SINGAPORE (July 1): You’re never too young to start wearing Balmain, it seems.
The French fashion house has announced the launch of a mini collection for newborns for the spring/summer 2020 season, landing in stores and online via the label’s e-store (www.balmain.com). Each piece in this mini collection builds on the signature codes and patterns of the famous fashion house, helmed by creative director Olivier Rousteing, while also highlighting the label’s updated logo and recently introduced monogram. The French designer’s beloved marinière sailor stripes plus black-and-white patterns also feature in the capsule. Collection highlights include rompers, tops, hoodies, joggers, socks, caps and bibs. The capsule will be sold in stores and online via the Balmain e-store.
Pre-owned fashion push
Vestiaire Collective has unveiled big expansion plans, following the completion of a €40 million ($61.6 million) round of financing. The retail platform, which specialises in high-end, pre-owned fashion, said it will use the funding to launch “new technology solutions for the fashion ecosystem”, as well as to “empower its community” and “fuel continued international growth, and beyond.” The move follows the recent launch of the brand in multiple new markets including Taiwan, Thailand, Indonesia, India, Malaysia, UAE, Saudi Arabia, Israel, Brazil and Mexico.

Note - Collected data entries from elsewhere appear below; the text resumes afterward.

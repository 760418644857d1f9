//! Tier A / Tier B 提示词
//!
//! Tier A 要求模型输出整份计划（schemars 生成的 JSON Schema 注入 instructions），
//! Tier B 只要求单个动作的扁平 JSON。两者都附带动作目录、可用项目与会话上下文。

use schemars::schema_for;

use crate::intent::catalog::render_catalog;
use crate::intent::parser::PlanDocument;

/// Tier A 计划文档的 JSON Schema（拼入 instructions）
pub fn plan_schema_json() -> String {
    let schema = schema_for!(PlanDocument);
    serde_json::to_string_pretty(&schema).unwrap_or_default()
}

pub fn plan_instructions() -> String {
    format!(
        "You translate requests about test automation into an execution plan.\n\
         Reply with ONE JSON object and nothing else. It must match this JSON Schema:\n\
         {schema}\n\n\
         Rules:\n\
         - Use only the action tags listed in AVAILABLE ACTIONS.\n\
         - Number steps 1, 2, 3 ... in order. depends_on may only reference an earlier step.\n\
         - Use a project from AVAILABLE PROJECTS. If the request does not name one, use the active \
           project from SESSION STATE when there is one.\n\
         - If you cannot tell which project or action is meant, set needs_clarification to true and \
           ask one short question in clarification_question, with an empty actions list.\n\
         - If the request has nothing to do with these actions, set understood to false.\n\n\
         AVAILABLE ACTIONS:\n{catalog}",
        schema = plan_schema_json(),
        catalog = render_catalog(),
    )
}

pub fn intent_instructions() -> String {
    format!(
        "You classify a request about test automation into ONE action.\n\
         Reply with ONE flat JSON object and nothing else, for example:\n\
         {{\"action\": \"run_tests\", \"project\": \"acme\", \"mode\": \"auto\", \"confidence\": 0.9}}\n\
         Put parameters at the top level next to \"action\". Omit parameters you do not know.\n\
         Use \"action\": \"unknown\" when nothing fits.\n\n\
         AVAILABLE ACTIONS:\n{catalog}",
        catalog = render_catalog(),
    )
}

/// 用户侧 prompt：项目列表 + 会话上下文 + 原始请求
pub fn build_prompt(input: &str, context: &str, projects: &[String]) -> String {
    let projects = if projects.is_empty() {
        "(none configured)".to_string()
    } else {
        projects.join(", ")
    };
    format!("AVAILABLE PROJECTS: {projects}\n\n{context}\n\nREQUEST: {input}")
}

#[cfg(test)]
mod tests {
    use super::*;

    #[test]
    fn test_plan_schema_names_fields() {
        let schema = plan_schema_json();
        assert!(schema.contains("needs_clarification"));
        assert!(schema.contains("depends_on"));
    }

    #[test]
    fn test_build_prompt_lists_projects() {
        let prompt = build_prompt("run tests", "No previous context.", &["acme".into(), "beta".into()]);
        assert!(prompt.contains("AVAILABLE PROJECTS: acme, beta"));
        assert!(prompt.ends_with("REQUEST: run tests"));
        let empty = build_prompt("x", "", &[]);
        assert!(empty.contains("(none configured)"));
    }
}
//! pilot - 对话式测试编排命令行
//!
//! 用法：
//!   pilot [--config <file>]               交互会话
//!   pilot [--config <file>] <request...>  执行单个请求后退出

use std::path::PathBuf;

use agent_pilot::config::load_config;
use agent_pilot::ui::{run_once, run_session};
use agent_pilot::{observability, AgentBuilder};
use anyhow::Context;

struct Args {
    config: Option<PathBuf>,
    request: Vec<String>,
}

fn parse_args() -> anyhow::Result<Args> {
    let mut config = None;
    let mut request = Vec::new();
    let mut args = std::env::args().skip(1);
    while let Some(arg) = args.next() {
        match arg.as_str() {
            "--config" | "-c" => {
                let path = args.next().context("--config needs a file path")?;
                config = Some(PathBuf::from(path));
            }
            _ => request.push(arg),
        }
    }
    Ok(Args { config, request })
}

#[tokio::main]
async fn main() -> anyhow::Result<()> {
    let args = parse_args()?;
    let cfg = load_config(args.config).context("Failed to load configuration")?;
    observability::init(&cfg.logging);

    let provider = cfg.llm.provider.to_lowercase();
    let mut agent = AgentBuilder::new(cfg)
        .build()
        .context("Failed to create agent")?;
    tracing::info!(conversation = %agent.id(), "agent ready");

    if args.request.is_empty() {
        run_session(&mut agent, &provider).await?;
    } else {
        let request = args.request.join(" ");
        run_once(&mut agent, &provider, &request).await?;
    }
    Ok(())
}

Since its launch in Paris in 2009, Vestiaire Collective has grown to include more than eight million members globally. The platform vets its carefully curated catalogue of luxury items, of which 40,000 are submitted per week by a community of sellers. The company has spoken of its “huge ambitions to revolutionise the industry”, stating: “Resale is holding a pivotal role in driving the fashion ecosystem towards a more sustainable behaviour.”

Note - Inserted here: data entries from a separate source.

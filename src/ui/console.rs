//! 控制台抽象：编排层只通过 Console 与用户交互
//!
//! - TerminalConsole：crossterm 着色输出 + tokio 逐行读取 stdin
//! - ScriptedConsole：预置回答、记录全部输出，供测试与非交互场景使用

use std::collections::VecDeque;
use std::io::Write;
use std::sync::Mutex;

use async_trait::async_trait;
use crossterm::style::Stylize;
use tokio::io::{AsyncBufReadExt, BufReader, Lines, Stdin};

/// 输出语气（决定着色）
#[derive(Clone, Copy, Debug, PartialEq, Eq)]
pub enum Tone {
    Plain,
    Heading,
    Info,
    Success,
    Warning,
    Error,
    Muted,
}

#[async_trait]
pub trait Console: Send + Sync {
    fn emit(&self, tone: Tone, text: &str);

    /// 读取一行输入；EOF 或中断返回 None
    async fn ask(&self, prompt: &str) -> Option<String>;

    fn say(&self, text: &str) {
        self.emit(Tone::Plain, text);
    }
}

pub struct TerminalConsole {
    stdin: tokio::sync::Mutex<Lines<BufReader<Stdin>>>,
    color: bool,
}

impl TerminalConsole {
    pub fn new() -> Self {
        Self {
            stdin: tokio::sync::Mutex::new(BufReader::new(tokio::io::stdin()).lines()),
            color: std::env::var_os("NO_COLOR").is_none(),
        }
    }

    fn styled(&self, tone: Tone, text: &str) -> String {
        if !self.color {
            return text.to_string();
        }
        match tone {
            Tone::Plain => text.to_string(),
            Tone::Heading => text.bold().to_string(),
            Tone::Info => text.cyan().to_string(),
            Tone::Success => text.green().to_string(),
            Tone::Warning => text.yellow().to_string(),
            Tone::Error => text.red().to_string(),
            Tone::Muted => text.dark_grey().to_string(),
        }
    }
}

impl Default for TerminalConsole {
    fn default() -> Self {
        Self::new()
    }
}

#[async_trait]
impl Console for TerminalConsole {
    fn emit(&self, tone: Tone, text: &str) {
        println!("{}", self.styled(tone, text));
    }

    async fn ask(&self, prompt: &str) -> Option<String> {
        let mut stdout = std::io::stdout();
        let _ = write!(stdout, "{}", self.styled(Tone::Heading, prompt));
        let _ = stdout.flush();
        let mut lines = self.stdin.lock().await;
        match lines.next_line().await {
            Ok(Some(line)) => Some(line),
            Ok(None) => None,
            Err(e) => {
                tracing::warn!(error = %e, "failed to read from stdin");
                None
            }
        }
    }
}

/// 脚本化控制台
#[derive(Default)]
pub struct ScriptedConsole {
    answers: Mutex<VecDeque<String>>,
    output: Mutex<Vec<(Tone, String)>>,
    prompts: Mutex<Vec<String>>,
}

impl ScriptedConsole {
    pub fn new<I, S>(answers: I) -> Self
    where
        I: IntoIterator<Item = S>,
        S: Into<String>,
    {
        Self {
            answers: Mutex::new(answers.into_iter().map(Into::into).collect()),
            ..Self::default()
        }
    }

    pub fn push_answer(&self, answer: impl Into<String>) {
        if let Ok(mut q) = self.answers.lock() {
            q.push_back(answer.into());
        }
    }

    pub fn output(&self) -> Vec<(Tone, String)> {
        self.output.lock().map(|o| o.clone()).unwrap_or_default()
    }

    /// 全部输出拼成一段文本
    pub fn transcript(&self) -> String {
        self.output()
            .into_iter()
            .map(|(_, line)| line)
            .collect::<Vec<_>>()
            .join("\n")
    }

    pub fn prompts(&self) -> Vec<String> {
        self.prompts.lock().map(|p| p.clone()).unwrap_or_default()
    }

    pub fn remaining_answers(&self) -> usize {
        self.answers.lock().map(|q| q.len()).unwrap_or(0)
    }
}

#[async_trait]
impl Console for ScriptedConsole {
    fn emit(&self, tone: Tone, text: &str) {
        if let Ok(mut out) = self.output.lock() {
            out.push((tone, text.to_string()));
        }
    }

    async fn ask(&self, prompt: &str) -> Option<String> {
        if let Ok(mut p) = self.prompts.lock() {
            p.push(prompt.to_string());
        }
        self.answers.lock().ok().and_then(|mut q| q.pop_front())
    }
}

#[cfg(test)]
mod tests {
    use super::*;

    #[tokio::test]
    async fn test_scripted_console_replays_and_records() {
        let console = ScriptedConsole::new(["c", "yes"]);
        console.emit(Tone::Info, "hello");
        assert_eq!(console.ask("> ").await.as_deref(), Some("c"));
        assert_eq!(console.ask("> ").await.as_deref(), Some("yes"));
        assert_eq!(console.ask("> ").await, None);
        assert_eq!(console.prompts().len(), 3);
        assert_eq!(console.output(), vec![(Tone::Info, "hello".to_string())]);
    }
}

Pre-loved fashion is fast becoming a major trend, as shoppers embrace a more sustainable outlook. Recently, online retailer Farfetch launched a pilot scheme in Europe dubbed “Farfetch Second Life”, encouraging shoppers to part with their unwanted handbags in return for store credit. Fast fashion label & Other Stories also began tri- alling a second-hand clothing initiative in April, in partnership with Sellpy in Sweden, while upmarket department store Neiman Marcus announced that it had acquired a minority stake in Fashionphile, an online retailer focusing on pre-owned luxury handbags and accessories.
Fashion with a conscience
Net-a-Porter is the latest fashion retailer to up its sustainability game. The luxury site has unveiled Net Sustain (pictured above), an in-site platform for consumers looking for ethically made clothes and accessories.
The 26 brands appearing in the Sustain section have been vetted by the site to ensure that they meet at least one of five key attributes, spanning human, animal and environmental welfare and aligning with global best practices across the industry. Shoppers can peruse by category, with special sections for locally made pieces, fair trade and craftsmanship, sustainable materials, considered processes and pieces with a focus on recycling or upcycling.
The retailer is the latest in a string of major fashion players making it easier for shoppers to make ethical choices. Earlier this month, Gap announced a plan to use only sustainable cotton by the year 2025, while H&M has been working on an initiative that sees each fashion piece’s production country, supplier names, factory names and addresses, as well as the number of factory workers, published on its website.